Of particular interest will be the charts which plot oil production vs GOR for a county to see if a particular characteristic develops that indicates the field is close to entering the bubble point phase. While the GOR metric is best suited for characterizing individual wells, counties with closely spaced horizontal wells may display a behaviour similar to individual wells due to pressure cross talking . For further information on the bubble point and GOR, there are a few good thoughts on the intricacies of the GOR in an earlier POB comment. Also check this EIA topic on GOR.

This chart shows four oil production graphs for the Permian basin updated to March and to June for the DPR. The gap between the DPR and LTO projections is there because the DPR projection includes both LTO oil along with oil from conventional wells in the basins that it covers.

The red and green graphs show oil production as published by the EIA’s DPR and the LTO offices. Comparing the two, it appears that both the LTO and DPR offices believe Permian LTO production is currently in a plateauing phase. The blue graph is a projection for Permian oil production. The brown chart is the sum of preliminary Permian production data as taken from the Texas RRC and the New Mexico Oil Conservation Division. The big January drop is due to severe weather in the central US.

The blue Permian projection graph only uses two months of preliminary production data, February and March, from the New Mexico OCD and the Texas RRC to make its March projection. The Permian projection is showing an extra 80 kb/d over the DPR production estimate for March.

The initial attempt to project the combined Texas and Permian results using the same methodology as used to project New Mexico production has not been successful. A modification has been introduced for projecting Texas results and limited back testing was undertaken. It will take a few more months of Texas data to see if the modification gives reasonable results.

Since the middle of August 2023, the Lea county rig count has dropped from 65 rigs to 40 rigs in late January. For all of May 2024 the rig count has held steady at 49 rigs. At the same time production has increased slightly to 1,156 kb/d over the period January 2023 to February 2024. See next chart.

From a low of 35 rigs in late October 2023, 20 rigs moved into Eddy county at its peak in late March, 55. Currently 52 rigs are operating.

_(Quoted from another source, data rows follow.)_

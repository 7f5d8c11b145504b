use crate::error::{PipelineError, Result};
use base64::Engine as _;
use base64::engine::general_purpose::STANDARD;
use log::debug;
use serde::Deserialize;
use std::fs;
use std::io::ErrorKind;
use std::path::{Component, Path, PathBuf};

pub const DEFAULT_SECRET_ID: &str = "iot/cert/prod";

/// A secrets service that returns the secret string stored under an id.
pub trait SecretSource {
    fn get_secret_string(&self, secret_id: &str) -> Result<String>;
}

/// Secrets stored as files: id `iot/cert/prod` lives at
/// `<root>/iot/cert/prod.json`.
#[derive(Debug, Clone)]
pub struct FileSecretSource {
    root: PathBuf,
}

impl FileSecretSource {
    pub fn new(root: impl Into<PathBuf>) -> Self {
        Self { root: root.into() }
    }
}

impl SecretSource for FileSecretSource {
    fn get_secret_string(&self, secret_id: &str) -> Result<String> {
        let relative = Path::new(secret_id);
        if secret_id.is_empty()
            || !relative
                .components()
                .all(|c| matches!(c, Component::Normal(_)))
        {
            return Err(PipelineError::Secret(format!(
                "invalid secret id '{}'",
                secret_id
            )));
        }

        let path = self.root.join(format!("{}.json", secret_id));
        debug!("Reading secret '{}' from {}", secret_id, path.display());
        fs::read_to_string(&path).map_err(|e| match e.kind() {
            ErrorKind::NotFound => {
                PipelineError::Secret(format!("secret '{}' not found", secret_id))
            }
            _ => PipelineError::Secret(format!("cannot read secret '{}': {}", secret_id, e)),
        })
    }
}

#[derive(Deserialize)]
struct EncodedBundle {
    #[serde(rename = "PrivateKey")]
    private_key: String,
    #[serde(rename = "Cert")]
    cert: String,
    #[serde(rename = "AmazonRootCA")]
    amazon_root_ca: String,
}

/// Device certificate material, decoded to PEM text.
#[derive(Debug, Clone, PartialEq, Eq)]
pub struct CertBundle {
    pub private_key: String,
    pub cert: String,
    pub amazon_root_ca: String,
}

/// Which part of a [`CertBundle`] to print.
#[derive(Debug, Clone, Copy, PartialEq, Eq, clap::ValueEnum)]
pub enum CertField {
    PrivateKey,
    Cert,
    Ca,
}

impl CertBundle {
    pub fn field(&self, field: CertField) -> &str {
        match field {
            CertField::PrivateKey => &self.private_key,
            CertField::Cert => &self.cert,
            CertField::Ca => &self.amazon_root_ca,
        }
    }
}

/// Parses the secret JSON and base64-decodes `PrivateKey`, `Cert` and
/// `AmazonRootCA` independently. Whitespace inside the encoded text is
/// ignored.
///
/// # Errors
///
/// Returns `PipelineError` if the JSON is invalid or lacks a field, or if a
/// field is not valid base64 or does not decode to UTF-8.
pub fn decode_cert_bundle(secret_string: &str) -> Result<CertBundle> {
    let encoded: EncodedBundle = serde_json::from_str(secret_string)?;
    Ok(CertBundle {
        private_key: decode_field("PrivateKey", &encoded.private_key)?,
        cert: decode_field("Cert", &encoded.cert)?,
        amazon_root_ca: decode_field("AmazonRootCA", &encoded.amazon_root_ca)?,
    })
}

fn decode_field(field: &'static str, encoded: &str) -> Result<String> {
    let compact: String = encoded.chars().filter(|c| !c.is_ascii_whitespace()).collect();
    let bytes = STANDARD
        .decode(compact)
        .map_err(|source| PipelineError::Base64 { field, source })?;
    String::from_utf8(bytes).map_err(|source| PipelineError::Utf8 { field, source })
}

/// Fetches `secret_id` from `source` and decodes it.
pub fn fetch_cert_bundle<S: SecretSource + ?Sized>(source: &S, secret_id: &str) -> Result<CertBundle> {
    let secret = source.get_secret_string(secret_id)?;
    decode_cert_bundle(&secret)
}
use crate::structs::{Dimension, Record};
use crate::transform::rewrite_location_label;
use chrono::{DateTime, Utc};
use serde::Serialize;
use std::collections::BTreeMap;

/// How records are laid out on the scatter chart.
#[derive(Debug, Clone, PartialEq)]
pub struct ChartOptions {
    pub title: String,
    /// Splits points into colored series.
    pub color: Option<Dimension>,
    pub facet_row: Option<Dimension>,
    pub facet_col: Option<Dimension>,
}

impl Default for ChartOptions {
    fn default() -> Self {
        Self {
            title: "IoT Sensor Data by Sensor Type and Location".to_string(),
            color: Some(Dimension::DeviceId),
            facet_row: Some(Dimension::Location),
            facet_col: Some(Dimension::SensorType),
        }
    }
}

#[derive(Debug, Clone, PartialEq, Serialize)]
pub struct ChartSpec {
    pub title: String,
    pub x_label: String,
    pub y_label: String,
    pub color: Option<Dimension>,
    pub facet_row: Option<Dimension>,
    pub facet_col: Option<Dimension>,
    pub facets: Vec<Facet>,
}

/// One sub-plot of the facet grid.
#[derive(Debug, Clone, PartialEq, Serialize)]
pub struct Facet {
    pub row: Option<String>,
    pub col: Option<String>,
    pub series: Vec<Series>,
}

#[derive(Debug, Clone, PartialEq, Serialize)]
pub struct Series {
    pub name: Option<String>,
    pub points: Vec<Point>,
}

#[derive(Debug, Clone, Copy, PartialEq, Serialize)]
pub struct Point {
    pub time: DateTime<Utc>,
    pub value: f64,
}

fn label(dimension: Option<Dimension>, record: &Record) -> Option<String> {
    dimension.map(|d| match d {
        Dimension::Location => rewrite_location_label(&record.location).into_owned(),
        other => other.value_of(record).to_string(),
    })
}

/// Builds a time/value scatter chart from `table`.
///
/// Facets are ordered by (row, column) label and series by name; points
/// inside a series are sorted by time. Location labels are shortened with
/// [`rewrite_location_label`].
pub fn build_chart(table: &[Record], options: &ChartOptions) -> ChartSpec {
    type FacetKey = (Option<String>, Option<String>);
    let mut grid: BTreeMap<FacetKey, BTreeMap<Option<String>, Vec<Point>>> = BTreeMap::new();

    for record in table {
        let facet = (
            label(options.facet_row, record),
            label(options.facet_col, record),
        );
        grid.entry(facet)
            .or_default()
            .entry(label(options.color, record))
            .or_default()
            .push(Point {
                time: record.time,
                value: record.value,
            });
    }

    let facets = grid
        .into_iter()
        .map(|((row, col), series)| Facet {
            row,
            col,
            series: series
                .into_iter()
                .map(|(name, mut points)| {
                    points.sort_by_key(|p| p.time);
                    Series { name, points }
                })
                .collect(),
        })
        .collect();

    ChartSpec {
        title: options.title.clone(),
        x_label: "Time".to_string(),
        y_label: "Sensor Value".to_string(),
        color: options.color,
        facet_row: options.facet_row,
        facet_col: options.facet_col,
        facets,
    }
}

#[cfg(test)]
mod tests {
    use super::*;

    fn record(time: i64, sensor: &str, location: &str, device: &str) -> Record {
        Record {
            time: DateTime::from_timestamp(time, 0).unwrap(),
            value: time as f64,
            sensor_type: sensor.to_string(),
            location: location.to_string(),
            device_id: device.to_string(),
        }
    }

    #[test]
    fn default_layout_facets_by_location_and_sensor() {
        let table = vec![
            record(3, "temp", "Warehouse_1", "d1"),
            record(1, "temp", "Warehouse_1", "d1"),
            record(2, "temp", "Warehouse_1", "d2"),
            record(4, "Pressure", "Warehouse_2", "d3"),
        ];
        let chart = build_chart(&table, &ChartOptions::default());

        assert_eq!(chart.facets.len(), 2);
        let first = &chart.facets[0];
        assert_eq!(first.row.as_deref(), Some("WH_1"));
        assert_eq!(first.col.as_deref(), Some("temp"));
        assert_eq!(first.series.len(), 2);
        assert_eq!(first.series[0].name.as_deref(), Some("d1"));
        let times: Vec<_> = first.series[0]
            .points
            .iter()
            .map(|p| p.time.timestamp())
            .collect();
        assert_eq!(times, [1, 3]);
        assert_eq!(chart.facets[1].row.as_deref(), Some("WH_2"));
    }

    #[test]
    fn plain_chart_has_single_series() {
        let table = vec![
            record(2, "temp", "Warehouse_1", "d1"),
            record(1, "Pressure", "Zone_9", "d2"),
        ];
        let options = ChartOptions {
            title: "IoT Sensor Value Over Time".to_string(),
            color: None,
            facet_row: None,
            facet_col: None,
        };
        let chart = build_chart(&table, &options);
        assert_eq!(chart.facets.len(), 1);
        assert_eq!(chart.facets[0].series.len(), 1);
        assert_eq!(chart.facets[0].series[0].points.len(), 2);
        assert_eq!(chart.facets[0].series[0].points[0].value, 1.0);
    }

    #[test]
    fn empty_table_has_no_facets() {
        let chart = build_chart(&[], &ChartOptions::default());
        assert!(chart.facets.is_empty());
        assert_eq!(chart.y_label, "Sensor Value");
    }
}
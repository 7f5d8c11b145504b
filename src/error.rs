use arrow_schema::ArrowError;
use std::fmt;

use crate::structs::PartialTable;

#[derive(Debug, thiserror::Error)]
pub enum PipelineError {
    #[error("Error connecting to store: {0}")]
    StoreConnection(String),
    #[error("Store Error: {0}")]
    Store(String),
    #[error("Malformed item at index {index}: {message}")]
    MalformedItem { index: usize, message: String },
    #[error(transparent)]
    Conversion(#[from] ConversionError),
    #[error("Secret Error: {0}")]
    Secret(String),
    #[error("Base64 Error in '{field}': {source}")]
    Base64 {
        field: &'static str,
        source: base64::DecodeError,
    },
    #[error("UTF-8 Error in '{field}': {source}")]
    Utf8 {
        field: &'static str,
        source: std::string::FromUtf8Error,
    },
    #[error("I/O Error: {0}")]
    Io(#[from] std::io::Error),
    #[error("Parquet Error: {0}")]
    Parquet(#[from] parquet::errors::ParquetError),
    #[error("Arrow Error: {0}")]
    Arrow(#[from] ArrowError),
    #[error("Data Error: {0}")]
    Data(String),
    #[error("CSV Error: {0}")]
    Csv(#[from] csv::Error),
    #[error("JSON Error: {0}")]
    Json(#[from] serde_json::Error),
}

pub type Result<T> = std::result::Result<T, PipelineError>;

/// Record field that failed to convert during normalization.
#[derive(Debug, Clone, Copy, PartialEq, Eq)]
pub enum Field {
    Time,
    Value,
}

impl fmt::Display for Field {
    fn fmt(&self, f: &mut fmt::Formatter<'_>) -> fmt::Result {
        match self {
            Field::Time => f.write_str("time"),
            Field::Value => f.write_str("value"),
        }
    }
}

/// A row whose `time` or `value` could not be parsed.
#[derive(Debug, Clone, PartialEq, thiserror::Error)]
#[error("Error converting '{field}' at row {row} ({raw:?}): {message}")]
pub struct ConversionError {
    pub field: Field,
    pub row: usize,
    pub raw: String,
    pub message: String,
}

/// Normalization failure together with the table state at the point of failure.
///
/// `partial.converted` holds every row converted before the failing one and
/// `partial.pending` starts with the offending row.
#[derive(Debug, Clone, thiserror::Error)]
#[error("{error}")]
pub struct NormalizeFailure {
    #[source]
    pub error: ConversionError,
    pub partial: PartialTable,
}

impl From<NormalizeFailure> for PipelineError {
    fn from(failure: NormalizeFailure) -> Self {
        PipelineError::Conversion(failure.error)
    }
}
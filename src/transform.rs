use crate::error::{ConversionError, Field, NormalizeFailure};
use crate::structs::{
    AttributeValue, Dimension, GroupSummary, PartialTable, RawRecord, RawTable, Record,
    SummaryStats, Table,
};
use chrono::{DateTime, Utc};
use lazy_static::lazy_static;
use log::debug;
use rayon::prelude::*;
use regex::Regex;
use rust_decimal::Decimal;
use rust_decimal::prelude::ToPrimitive;
use std::borrow::Cow;
use std::collections::{BTreeSet, HashMap};
use std::str::FromStr;

lazy_static! {
    /// Warehouse labels as published by the devices, e.g. `Warehouse_12`.
    static ref WAREHOUSE_LABEL: Regex = Regex::new(r"Warehouse_(\d+)").unwrap();
    /// Plain or scientific decimal literal; excludes `inf` and `NaN`.
    static ref DECIMAL_LITERAL: Regex =
        Regex::new(r"^[+-]?(\d+\.?\d*|\.\d+)([eE][+-]?\d+)?$").unwrap();
}

const NANOS_PER_SECOND: i64 = 1_000_000_000;

/// Converts raw records into typed records.
///
/// `time` is read as (possibly fractional) seconds since the Unix epoch and
/// becomes a UTC timestamp. `value` is parsed as an exact decimal and then
/// turned into the nearest `f64` through its decimal string, so `"23.50"`
/// becomes exactly `23.5`.
///
/// # Arguments
///
/// * `table` - Raw records in load order
///
/// # Returns
///
/// Returns the normalized records in the same order.
///
/// # Errors
///
/// Returns `NormalizeFailure` on the first row whose `time` or `value` is
/// missing or unparseable. The failure carries the rows converted so far and
/// the remaining raw rows, starting with the offending one.
pub fn normalize(table: RawTable) -> Result<Table, NormalizeFailure> {
    let mut converted = Vec::with_capacity(table.len());
    let mut rows = table.into_iter().enumerate();

    while let Some((row, raw)) = rows.next() {
        match normalize_record(row, &raw) {
            Ok(record) => converted.push(record),
            Err(error) => {
                debug!("Normalization stopped at row {}: {}", row, error);
                let mut pending = vec![raw];
                pending.extend(rows.map(|(_, r)| r));
                return Err(NormalizeFailure {
                    error,
                    partial: PartialTable { converted, pending },
                });
            }
        }
    }

    debug!("Normalized {} records", converted.len());
    Ok(converted)
}

fn normalize_record(row: usize, raw: &RawRecord) -> Result<Record, ConversionError> {
    Ok(Record {
        time: parse_time(row, raw.time.as_ref())?,
        value: parse_value(row, raw.value.as_ref())?,
        sensor_type: raw.sensor_type.clone(),
        location: raw.location.clone(),
        device_id: raw.device_id.clone(),
    })
}

fn raw_text(field: Field, row: usize, raw: Option<&AttributeValue>) -> Result<&str, ConversionError> {
    match raw {
        Some(value) => value.as_text().ok_or_else(|| ConversionError {
            field,
            row,
            raw: value.type_name().to_string(),
            message: format!("expected a number or string, found {}", value.type_name()),
        }),
        None => Err(ConversionError {
            field,
            row,
            raw: String::new(),
            message: "attribute is missing".to_string(),
        }),
    }
}

fn parse_decimal(field: Field, row: usize, text: &str) -> Result<Decimal, ConversionError> {
    let trimmed = text.trim();
    Decimal::from_str(trimmed)
        .or_else(|_| Decimal::from_scientific(trimmed))
        .map_err(|e| ConversionError {
            field,
            row,
            raw: text.to_string(),
            message: e.to_string(),
        })
}

fn parse_time(row: usize, raw: Option<&AttributeValue>) -> Result<DateTime<Utc>, ConversionError> {
    let text = raw_text(Field::Time, row, raw)?;
    let seconds = parse_decimal(Field::Time, row, text)?;
    let out_of_range = || ConversionError {
        field: Field::Time,
        row,
        raw: text.to_string(),
        message: "timestamp out of range".to_string(),
    };

    let whole = seconds.floor();
    let secs = whole.to_i64().ok_or_else(out_of_range)?;
    let nanos = ((seconds - whole) * Decimal::from(NANOS_PER_SECOND))
        .trunc()
        .to_u32()
        .ok_or_else(out_of_range)?;
    DateTime::from_timestamp(secs, nanos).ok_or_else(out_of_range)
}

fn parse_value(row: usize, raw: Option<&AttributeValue>) -> Result<f64, ConversionError> {
    let text = raw_text(Field::Value, row, raw)?;
    let trimmed = text.trim();
    let conversion_error = |message: String| ConversionError {
        field: Field::Value,
        row,
        raw: text.to_string(),
        message,
    };

    let parsed = match Decimal::from_str_exact(trimmed).or_else(|_| Decimal::from_scientific(trimmed)) {
        Ok(decimal) => decimal.normalize().to_string().parse::<f64>().ok(),
        // Outside the exact decimal range; f64 parsing rounds correctly.
        Err(e) if DECIMAL_LITERAL.is_match(trimmed) => {
            debug!("Row {} value {:?} exceeds exact decimal range: {}", row, text, e);
            trimmed.parse::<f64>().ok()
        }
        Err(e) => return Err(conversion_error(e.to_string())),
    };

    parsed
        .filter(|v| v.is_finite())
        .ok_or_else(|| conversion_error("not representable as a finite number".to_string()))
}

/// Renders the timestamp as decimal seconds since the epoch (`"100"`, `"-1.5"`).
pub fn epoch_seconds_text(time: &DateTime<Utc>) -> String {
    let seconds = Decimal::from(time.timestamp())
        + Decimal::new(i64::from(time.timestamp_subsec_nanos()), 9);
    seconds.normalize().to_string()
}

impl From<&Record> for RawRecord {
    fn from(record: &Record) -> Self {
        RawRecord {
            time: Some(AttributeValue::N(epoch_seconds_text(&record.time))),
            value: Some(AttributeValue::N(record.value.to_string())),
            sensor_type: record.sensor_type.clone(),
            location: record.location.clone(),
            device_id: record.device_id.clone(),
        }
    }
}

/// Accepted values for each tag column.
#[derive(Debug, Clone, Default, PartialEq, Eq)]
pub struct Selection {
    pub sensor_types: BTreeSet<String>,
    pub locations: BTreeSet<String>,
    pub devices: BTreeSet<String>,
}

impl Selection {
    pub fn new<I, J, K>(sensor_types: I, locations: J, devices: K) -> Self
    where
        I: IntoIterator,
        I::Item: Into<String>,
        J: IntoIterator,
        J::Item: Into<String>,
        K: IntoIterator,
        K::Item: Into<String>,
    {
        Self {
            sensor_types: sensor_types.into_iter().map(Into::into).collect(),
            locations: locations.into_iter().map(Into::into).collect(),
            devices: devices.into_iter().map(Into::into).collect(),
        }
    }

    /// Every distinct value present in `table`, i.e. "all selected".
    pub fn universe(table: &[Record]) -> Self {
        Self {
            sensor_types: distinct_values(table, Dimension::SensorType),
            locations: distinct_values(table, Dimension::Location),
            devices: distinct_values(table, Dimension::DeviceId),
        }
    }

    pub fn matches(&self, record: &Record) -> bool {
        self.sensor_types.contains(&record.sensor_type)
            && self.locations.contains(&record.location)
            && self.devices.contains(&record.device_id)
    }
}

/// Sorted distinct values of one tag column.
pub fn distinct_values(table: &[Record], dimension: Dimension) -> BTreeSet<String> {
    table
        .iter()
        .map(|r| dimension.value_of(r).to_string())
        .collect()
}

/// Keeps the records whose sensor type, location and device are all selected.
///
/// An empty result is a valid outcome.
pub fn filter(table: &[Record], selection: &Selection) -> Table {
    let kept: Table = table
        .iter()
        .filter(|r| selection.matches(r))
        .cloned()
        .collect();
    debug!("Filter kept {} of {} records", kept.len(), table.len());
    kept
}

/// Shortens warehouse labels: `Warehouse_7` becomes `WH_7`. Other text is
/// left untouched.
pub fn rewrite_location_label(label: &str) -> Cow<'_, str> {
    WAREHOUSE_LABEL.replace_all(label, "WH_${1}")
}

/// Computes descriptive statistics of the `value` column.
///
/// # Returns
///
/// Returns a `SummaryStats` with count, mean, sample standard deviation
/// (N-1 denominator), min, max, quartiles and the covered time span. An empty
/// table yields all-zero statistics and no time span.
pub fn summarize(table: &[Record]) -> SummaryStats {
    if table.is_empty() {
        return SummaryStats::default();
    }

    let mut values: Vec<f64> = table.iter().map(|r| r.value).collect();
    values.sort_by(f64::total_cmp);

    let count = values.len();
    let mean = values.iter().sum::<f64>() / count as f64;
    let std_dev = if count > 1 {
        let variance =
            values.iter().map(|x| (x - mean).powi(2)).sum::<f64>() / (count - 1) as f64;
        variance.sqrt()
    } else {
        0.0
    };

    SummaryStats {
        count,
        mean,
        std_dev,
        min: values[0],
        percentile_25: percentile_sorted(&values, 25.0),
        median: percentile_sorted(&values, 50.0),
        percentile_75: percentile_sorted(&values, 75.0),
        max: values[count - 1],
        first_time: table.iter().map(|r| r.time).min(),
        last_time: table.iter().map(|r| r.time).max(),
    }
}

/// Computes [`summarize`] for every distinct value of `dimension`.
///
/// Groups are summarized in parallel and returned sorted by key.
pub fn summarize_by_group(table: &[Record], dimension: Dimension) -> Vec<GroupSummary> {
    let mut groups: HashMap<&str, Vec<Record>> = HashMap::new();
    for record in table {
        groups
            .entry(dimension.value_of(record))
            .or_default()
            .push(record.clone());
    }

    let mut summaries: Vec<GroupSummary> = groups
        .into_par_iter()
        .map(|(key, records)| GroupSummary {
            key: key.to_string(),
            stats: summarize(&records),
        })
        .collect();

    summaries.sort_by(|a, b| a.key.cmp(&b.key));
    summaries
}

/// Percentile of already-sorted data using linear interpolation between
/// closest ranks. Returns 0.0 for empty data.
fn percentile_sorted(sorted: &[f64], percentile: f64) -> f64 {
    if sorted.is_empty() {
        return 0.0;
    }

    let index = (percentile / 100.0) * (sorted.len() - 1) as f64;
    let lower = index.floor() as usize;
    let upper = index.ceil() as usize;

    if lower == upper {
        sorted[lower]
    } else {
        let weight = index - lower as f64;
        sorted[lower] * (1.0 - weight) + sorted[upper] * weight
    }
}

Something is happening in Eddy county which will take at least six months to show up.

Preliminary March data indicates Lea County oil production increased by 47 kb/d to a new record high of 1,149 kb/d. A projection for March’s final production estimates it will be closer to 1,156 kb/d.

The blue graph shows the average number of weekly rigs operating during a given month as taken from the above weekly rig chart. The rig graph has been shifted forward by 7 months. So the 64 Rigs/wk operating in August 2023 have been time shifted forward to February 2024 to show the possible correlation and time delay between rig count and oil production. If the oil production were to follow the rig count going forward, oil production in Lea County should begin to drop in April or May.

Note that rig counts are being used to project production as opposed to completions because very few extra DUCs are being completed at this time.

After much zigging and zagging, oil production in Lea county stabilized just above 1,000 kb/d. Once production reached a new high in January 2023, production essentially plateaued but the GOR started to increase rapidly to the right and entered the bubble point phase in July 2023.

However Lea county GOR has continued to increase as production reached a new high in March. This may indicate that the current production increase is coming from a new bench since the GOR’s behaviour since August 2023 to March 2024 time frame appears once again to be in a semi bounded GOR phase and rising production.

This zigging and zagging GOR pattern within a semi-bounded GOR while oil production increases to some stable level and then moves out to a higher GOR to the right has shown up in a number of counties. See an additional two cases below. This is the ninth month in which Lea county has registered a GOR outside the first semi-bounded GOR range.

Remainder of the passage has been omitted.